Input Block Start

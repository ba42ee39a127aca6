use std::cell::Cell;
use std::io;

use thread_local::ThreadLocal;
use tracing_subscriber::fmt::MakeWriter;

/// Per-thread buffer the inner fmt layer renders kept events into.
///
/// The buffer is taken out of its slot while in use, so an event emitted from
/// inside the user's writer finds an empty slot and allocates its own.
#[derive(Default)]
pub(crate) struct Capture(ThreadLocal<Cell<Vec<u8>>>);

impl Capture {
    /// Run `f` on whatever has been rendered on this thread since the last
    /// call, then clear it for the next event.
    pub(crate) fn drain_with<R>(&self, f: impl FnOnce(&[u8]) -> R) -> R {
        let slot = self.0.get_or_default();
        let mut buf = slot.take();
        let out = f(&buf);
        buf.clear();
        slot.set(buf);
        out
    }
}

pub(crate) struct CaptureWriter<'a> {
    slot: &'a Cell<Vec<u8>>,
    buf: Vec<u8>,
}

impl io::Write for CaptureWriter<'_> {
    fn write(&mut self, data: &[u8]) -> io::Result<usize> {
        self.buf.extend_from_slice(data);
        Ok(data.len())
    }

    fn flush(&mut self) -> io::Result<()> {
        Ok(())
    }
}

impl Drop for CaptureWriter<'_> {
    fn drop(&mut self) {
        self.slot.set(std::mem::take(&mut self.buf));
    }
}

impl<'a> MakeWriter<'a> for Capture {
    type Writer = CaptureWriter<'a>;

    fn make_writer(&'a self) -> Self::Writer {
        let slot = self.0.get_or_default();
        CaptureWriter {
            slot,
            buf: slot.take(),
        }
    }
}
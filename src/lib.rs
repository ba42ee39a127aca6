//! A [`tracing_subscriber::Layer`] that throttles repetitive log lines.
//!
//! Every event is counted per severity and message in fixed-length ticks. The
//! first `threshold` occurrences in a tick are written out; after that, each
//! occurrence is kept with probability `rate` until the tick rolls over.
//!
//! Counting uses fixed arrays of 4096 lock-free [`Counter`]s per severity,
//! indexed by a hash of the message. Messages that hash to the same slot share
//! a count, which keeps memory bounded no matter how many distinct messages
//! are logged. The [`Counters`] table can be used on its own by handlers that
//! want to make the keep/drop decision themselves.
//!
//! # Example
//!
//! ```
//! use std::time::Duration;
//! use tracing_subscriber::{Registry, layer::SubscriberExt};
//! use tracing_tick_sample::SamplingLayer;
//!
//! let (layer, stats) = SamplingLayer::<Registry>::builder()
//!     .tick(Duration::from_secs(1))
//!     .threshold(10)
//!     .rate(0.01)
//!     .build();
//!
//! let subscriber = Registry::default().with(layer);
//! // tracing::subscriber::set_global_default(subscriber).unwrap();
//! # drop(subscriber);
//! # assert_eq!(stats.received(), 0);
//! ```
//!
//! Using the counters directly:
//!
//! ```
//! use std::time::{Duration, SystemTime};
//! use tracing_tick_sample::{Counters, Severity};
//!
//! let counters = Counters::new();
//! let now = SystemTime::now();
//! let tick = Duration::from_secs(1);
//! assert_eq!(counters.get(Severity::INFO, "boom").increment(now, tick), 1);
//! assert_eq!(counters.get(Severity::INFO, "boom").increment(now, tick), 2);
//! ```

mod builder;
mod capture;
mod counter;
mod key;
mod layer;
mod severity;
mod table;

pub use builder::SamplingLayerBuilder;
pub use counter::Counter;
pub use layer::{SamplingLayer, Stats};
pub use severity::Severity;
pub use table::{CounterRef, Counters, SLOTS_PER_LEVEL, slot_index};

Input Block End

Above are the records; copy all of them exactly.

repository ba42ee39a127aca6
use std::cell::Cell;
use std::io;

use thread_local::ThreadLocal;
use tracing_subscriber::fmt::MakeWriter;

/// Per-thread buffer the inner fmt layer renders kept events into.
///
/// The buffer is taken out of its slot while in use, so an event emitted from
/// inside the user's writer finds an empty slot and allocates its own.
#[derive(Default)]
pub(crate) struct Capture(ThreadLocal<Cell<Vec<u8>>>);

impl Capture {
    /// Run `f` on whatever has been rendered on this thread since the last
    /// call, then clear it for the next event.
    pub(crate) fn drain_with<R>(&self, f: impl FnOnce(&[u8]) -> R) -> R {
        let slot = self.0.get_or_default();
        let mut buf = slot.take();
        let out = f(&buf);
        buf.clear();
        slot.set(buf);
        out
    }
}

pub(crate) struct CaptureWriter<'a> {
    slot: &'a Cell<Vec<u8>>,
    buf: Vec<u8>,
}

impl io::Write for CaptureWriter<'_> {
    fn write(&mut self, data: &[u8]) -> io::Result<usize> {
        self.buf.extend_from_slice(data);
        Ok(data.len())
    }

    fn flush(&mut self) -> io::Result<()> {
        Ok(())
    }
}

impl Drop for CaptureWriter<'_> {
    fn drop(&mut self) {
        self.slot.set(std::mem::take(&mut self.buf));
    }
}

impl<'a> MakeWriter<'a> for Capture {
    type Writer = CaptureWriter<'a>;

    fn make_writer(&'a self) -> Self::Writer {
        let slot = self.0.get_or_default();
        CaptureWriter {
            slot,
            buf: slot.take(),
        }
    }
}
filename src/lib.rs
repository ba42ee39a127aca6
//! A [`tracing_subscriber::Layer`] that throttles repetitive log lines.
//!
//! Every event is counted per severity and message in fixed-length ticks. The
//! first `threshold` occurrences in a tick are written out; after that, each
//! occurrence is kept with probability `rate` until the tick rolls over.
//!
//! Counting uses fixed arrays of 4096 lock-free [`Counter`]s per severity,
//! indexed by a hash of the message. Messages that hash to the same slot share
//! a count, which keeps memory bounded no matter how many distinct messages
//! are logged. The [`Counters`] table can be used on its own by handlers that
//! want to make the keep/drop decision themselves.
//!
//! # Example
//!
//! ```
//! use std::time::Duration;
//! use tracing_subscriber::{Registry, layer::SubscriberExt};
//! use tracing_tick_sample::SamplingLayer;
//!
//! let (layer, stats) = SamplingLayer::<Registry>::builder()
//!     .tick(Duration::from_secs(1))
//!     .threshold(10)
//!     .rate(0.01)
//!     .build();
//!
//! let subscriber = Registry::default().with(layer);
//! // tracing::subscriber::set_global_default(subscriber).unwrap();
//! # drop(subscriber);
//! # assert_eq!(stats.received(), 0);
//! ```
//!
//! Using the counters directly:
//!
//! ```
//! use std::time::{Duration, SystemTime};
//! use tracing_tick_sample::{Counters, Severity};
//!
//! let counters = Counters::new();
//! let now = SystemTime::now();
//! let tick = Duration::from_secs(1);
//! assert_eq!(counters.get(Severity::INFO, "boom").increment(now, tick), 1);
//! assert_eq!(counters.get(Severity::INFO, "boom").increment(now, tick), 2);
//! ```

mod builder;
mod capture;
mod counter;
mod key;
mod layer;
mod severity;
mod table;

pub use builder::SamplingLayerBuilder;
pub use counter::Counter;
pub use layer::{SamplingLayer, Stats};
pub use severity::Severity;
pub use table::{CounterRef, Counters, SLOTS_PER_LEVEL, slot_index};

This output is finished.